Email 2: Explain the offer

This email was lighter on links and more of a narrative about the project explaining wtf a "core volume" is and discussing the overall offer in terms of what you get now, and what you'll get in the future.

This one was also sent by Matt, and we had about 120 sales that day. It was a Friday and we didn't send anything over the weekend (still managed 60 sales!)

Email 3: The FAQ

There were a lot of questions so this email was meant to address some of them and continue to clarify what the product was. The Core Volume thing isn't obvious because it's the first one so people are confused about what other volumes might look like in the future.

We aren't making any promises outside of the three workshops we list as being "included"!

This was the first Total TypeScript email and we saw another 120 sales. Not bad.

Email 4: Teams

This was another from the Total TypeScript email that let people know how we are approaching team seats for the product. We saw a handful of teams buy in bulk, and I know it's gonna be huge for teams when we drop the full release.

85 sales.

Email 5: What's Holding You Back?

Holy shit.

As I write this 5 days later the replies are rolling in. I hand processed around 500 replies to this email, directly replying to the most interesting and taking extensive notes about the objections people were having to purchasing.

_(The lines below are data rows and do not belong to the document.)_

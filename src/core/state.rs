//! Round state: hands, piles, turn, phase and cumulative scores.
//!
//! `RoundState` is plain data with no cycles, so it serializes directly for
//! a network mirror. The engine owns the only mutable copy; everyone else
//! sees `&RoundState`.
//!
//! ## Invariants
//!
//! Checked by [`RoundState::check_invariants`] after every engine mutation:
//! - all 52 cards are present exactly once across hands and piles, and each
//!   card's suit and rank match its id
//! - the transient `Gin` phase never survives an engine call
//! - each hand holds `hand_size` cards, plus one for the active player while
//!   they hold a freshly drawn card
//! - `Finished` implies the winner is the player `match_winner` picks
//! - a knocker is only recorded once a round has ended by knock or gin, never
//!   for a drawn round

use rustc_hash::FxHashSet;
use serde::{Deserialize, Serialize};
use std::fmt;
use thiserror::Error;

use super::card::{Card, CardId};
use super::config::EngineConfig;
use super::deck::{Deal, DECK_SIZE};
use super::error::EngineError;
use super::player::{PlayerId, PlayerPair};
use crate::rules::match_winner;

/// Turn phase of the state machine.
#[derive(Clone, Copy, Debug, PartialEq, Eq, Hash, Serialize, Deserialize)]
pub enum Phase {
    /// Active player must draw.
    Draw,
    /// Active player holds a drawn card and must discard.
    Discard,
    /// Active player announced a knock and must pick the knocking discard.
    KnockDiscard,
    /// A plain discard completed a gin hand; resolved within the same call.
    Gin,
    /// Round scored (or drawn); waiting for `new_round`.
    RoundOver,
    /// Someone reached the target score.
    Finished,
}

impl Phase {
    /// Phases in which the active player holds an extra card.
    #[must_use]
    pub const fn holding_drawn_card(self) -> bool {
        matches!(self, Phase::Discard | Phase::KnockDiscard)
    }

    /// Phases in which no turn action is legal.
    #[must_use]
    pub const fn is_round_end(self) -> bool {
        matches!(self, Phase::RoundOver | Phase::Finished)
    }
}

impl fmt::Display for Phase {
    fn fmt(&self, f: &mut fmt::Formatter<'_>) -> fmt::Result {
        let name = match self {
            Phase::Draw => "draw",
            Phase::Discard => "discard",
            Phase::KnockDiscard => "knock discard",
            Phase::Gin => "gin",
            Phase::RoundOver => "round over",
            Phase::Finished => "finished",
        };
        f.write_str(name)
    }
}

/// How a round ended.
#[derive(Clone, Copy, Debug, PartialEq, Eq, Hash, Serialize, Deserialize)]
pub enum OutcomeKind {
    Gin,
    Knock,
    Undercut,
    /// Stock exhausted; nobody scores.
    Drawn,
}

/// Scored result of a finished round.
#[derive(Clone, Debug, PartialEq, Eq, Serialize, Deserialize)]
pub struct RoundOutcome {
    pub kind: OutcomeKind,
    /// Player credited with `points`; `None` for a drawn round.
    pub awarded_to: Option<PlayerId>,
    pub points: u32,
    /// Deadwood totals at resolution (zero for a drawn round).
    pub deadwood: PlayerPair<u32>,
}

impl RoundOutcome {
    /// Outcome of a round abandoned because the stock ran out.
    #[must_use]
    pub fn drawn() -> Self {
        Self {
            kind: OutcomeKind::Drawn,
            awarded_to: None,
            points: 0,
            deadwood: PlayerPair::default(),
        }
    }
}

/// A broken state invariant. Only reachable through an engine bug or a
/// hand-edited snapshot.
#[derive(Clone, Debug, PartialEq, Eq, Error)]
pub enum InvariantViolation {
    #[error("expected {DECK_SIZE} cards, found {0}", DECK_SIZE = DECK_SIZE)]
    CardCount(usize),
    #[error("card {0} appears more than once")]
    DuplicateCard(CardId),
    #[error("card {0} does not match its suit and rank")]
    CardMismatch(CardId),
    #[error("the gin phase cannot persist between actions")]
    TransientPhase,
    #[error("{player} holds {len} cards during the {phase} phase")]
    HandSize {
        player: PlayerId,
        len: usize,
        phase: Phase,
    },
    #[error("match finished without a winner at the target score")]
    MissingWinner,
    #[error("winner recorded as {found:?}, scores say {expected}")]
    WrongWinner {
        expected: PlayerId,
        found: Option<PlayerId>,
    },
    #[error("knocker recorded during the {0} phase")]
    StrayKnocker(Phase),
    #[error("knocker recorded for a drawn round")]
    DrawnRoundKnocker,
}

/// Complete state of the current round plus match-level scores.
#[derive(Clone, Debug, PartialEq, Eq, Serialize, Deserialize)]
pub struct RoundState {
    /// Hands, index 0 = primary player.
    pub hands: PlayerPair<Vec<Card>>,

    /// Stock, drawn from the end.
    pub draw_pile: Vec<Card>,

    /// Discards, top is the end.
    pub discard_pile: Vec<Card>,

    pub current_player: PlayerId,
    pub phase: Phase,

    /// Cumulative across rounds.
    pub scores: PlayerPair<u32>,

    /// Player who ended the round by knock or gin.
    pub knocker: Option<PlayerId>,

    /// Human-readable description of the most recent action.
    pub last_action: String,

    /// Human-readable round summary once the round has ended.
    pub round_result: Option<String>,

    /// Structured round summary once the round has ended.
    pub outcome: Option<RoundOutcome>,

    /// Match winner, set with `Phase::Finished`.
    pub winner: Option<PlayerId>,

    /// 1-based round counter within the match.
    pub round_number: u32,

    /// Player who took the first turn of this round.
    pub starting_player: PlayerId,
}

impl RoundState {
    /// Fresh round from a deal. `starting_player` moves first.
    #[must_use]
    pub fn from_deal(
        deal: Deal,
        scores: PlayerPair<u32>,
        starting_player: PlayerId,
        round_number: u32,
    ) -> Self {
        Self {
            hands: deal.hands,
            draw_pile: deal.draw_pile,
            discard_pile: deal.discard_pile,
            current_player: starting_player,
            phase: Phase::Draw,
            scores,
            knocker: None,
            last_action: format!("Round {round_number} dealt"),
            round_result: None,
            outcome: None,
            winner: None,
            round_number,
            starting_player,
        }
    }

    /// A player's hand.
    #[must_use]
    pub fn hand(&self, player: PlayerId) -> &[Card] {
        &self.hands[player]
    }

    /// The active player's hand.
    #[must_use]
    pub fn active_hand(&self) -> &[Card] {
        &self.hands[self.current_player]
    }

    /// Top of the discard pile.
    #[must_use]
    pub fn top_discard(&self) -> Option<&Card> {
        self.discard_pile.last()
    }

    /// Position of a card in a player's hand.
    #[must_use]
    pub fn position_in_hand(&self, player: PlayerId, id: CardId) -> Option<usize> {
        self.hands[player].iter().position(|c| c.id == id)
    }

    /// Every card in the round, hands first.
    pub fn all_cards(&self) -> impl Iterator<Item = &Card> + '_ {
        self.hands[PlayerId::ZERO]
            .iter()
            .chain(&self.hands[PlayerId::ONE])
            .chain(&self.draw_pile)
            .chain(&self.discard_pile)
    }

    /// Every card id in the round, hands first.
    pub fn all_card_ids(&self) -> impl Iterator<Item = CardId> + '_ {
        self.all_cards().map(|c| c.id)
    }

    /// Verify the structural invariants listed in the module docs.
    pub fn check_invariants(&self, config: &EngineConfig) -> Result<(), InvariantViolation> {
        let mut seen = FxHashSet::default();
        let mut count = 0;
        for card in self.all_cards() {
            count += 1;
            if card.id.index() >= CardId::COUNT
                || card.suit != card.id.suit()
                || card.rank != card.id.rank()
            {
                return Err(InvariantViolation::CardMismatch(card.id));
            }
            if !seen.insert(card.id) {
                return Err(InvariantViolation::DuplicateCard(card.id));
            }
        }
        if count != DECK_SIZE {
            return Err(InvariantViolation::CardCount(count));
        }

        if self.phase == Phase::Gin {
            return Err(InvariantViolation::TransientPhase);
        }

        for (player, hand) in self.hands.iter() {
            let extra =
                usize::from(player == self.current_player && self.phase.holding_drawn_card());
            if hand.len() != config.hand_size + extra {
                return Err(InvariantViolation::HandSize {
                    player,
                    len: hand.len(),
                    phase: self.phase,
                });
            }
        }

        if self.phase == Phase::Finished {
            match match_winner(&self.scores, config.target_score) {
                None => return Err(InvariantViolation::MissingWinner),
                Some(expected) if self.winner != Some(expected) => {
                    return Err(InvariantViolation::WrongWinner {
                        expected,
                        found: self.winner,
                    });
                }
                Some(_) => {}
            }
        }

        if self.knocker.is_some() {
            if !self.phase.is_round_end() {
                return Err(InvariantViolation::StrayKnocker(self.phase));
            }
            if self.outcome.as_ref().is_some_and(|o| o.kind == OutcomeKind::Drawn) {
                return Err(InvariantViolation::DrawnRoundKnocker);
            }
        }

        Ok(())
    }

    /// Encode for transport.
    pub fn to_bytes(&self) -> Result<Vec<u8>, EngineError> {
        bincode::serialize(self).map_err(|e| EngineError::Snapshot(e.to_string()))
    }

    /// Decode a snapshot produced by [`RoundState::to_bytes`].
    pub fn from_bytes(bytes: &[u8]) -> Result<Self, EngineError> {
        bincode::deserialize(bytes).map_err(|e| EngineError::Snapshot(e.to_string()))
    }
}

It was a long, long, long day, but I knew exactly what to send the next day.

Email 6: Total TypeScript is F'n Expensive

The price was the biggest objection so I laid into it directly.

Full blast.

Making the case for the price.

We talked about the workshops not being finished.

We let them know exactly what they'd be buying.

We showed them a full table of contents.

We admitted that we were emailing a lot. ๐Ÿ˜…

We gave them a CTA at every point.

203 new customers, damn, expectations met and exceeded.

[12]

#The Last Day

People procrastinate and the last day of a sale is almost always the strongest. We like to send multiple emails.

The first email of the day with a short bullet list describing what we are selling followed by a video of Matt giving a tour and personally explaining the Core Volume.

I added a cheeky countdown timer too, which is effective for folks that like to put off decisions.

The sales were flooding in.

6 hours later I followed up with a very terse "last chance" matter-o-fact email and CTA.

Sales picked up again.

We closed the day with 376 new learners putting the total at 1281 learners and $415,000 gross revenue, just shy of $400k net after fees and a handful of immediate refunds (which we are very happy to give.

[13]

#"Just Another Tuesday"

"Just another Tuesday" is a saying from my friend nickd. How does it feel to have a successful launch and make a modest pile of money?

Good.

For sure, but what it means is that the work is real and we can take on the next iteration with less pressure. Matt is funded, the free resources we want to create are funded, and we are extremely excited to work on the full release of the Total TypeScript Core Volume.

We closed the sales window and will work with our pre-release learners to polish and refine the Core Volume.

We will layer additional value on top of the Core Volume, and will probably raise the price for the final release because it's worth it and we can add enough goodies and bonuses for it to make sense.

We coiled a spring, sprung it, and now we will recoil it again for an even bigger launch.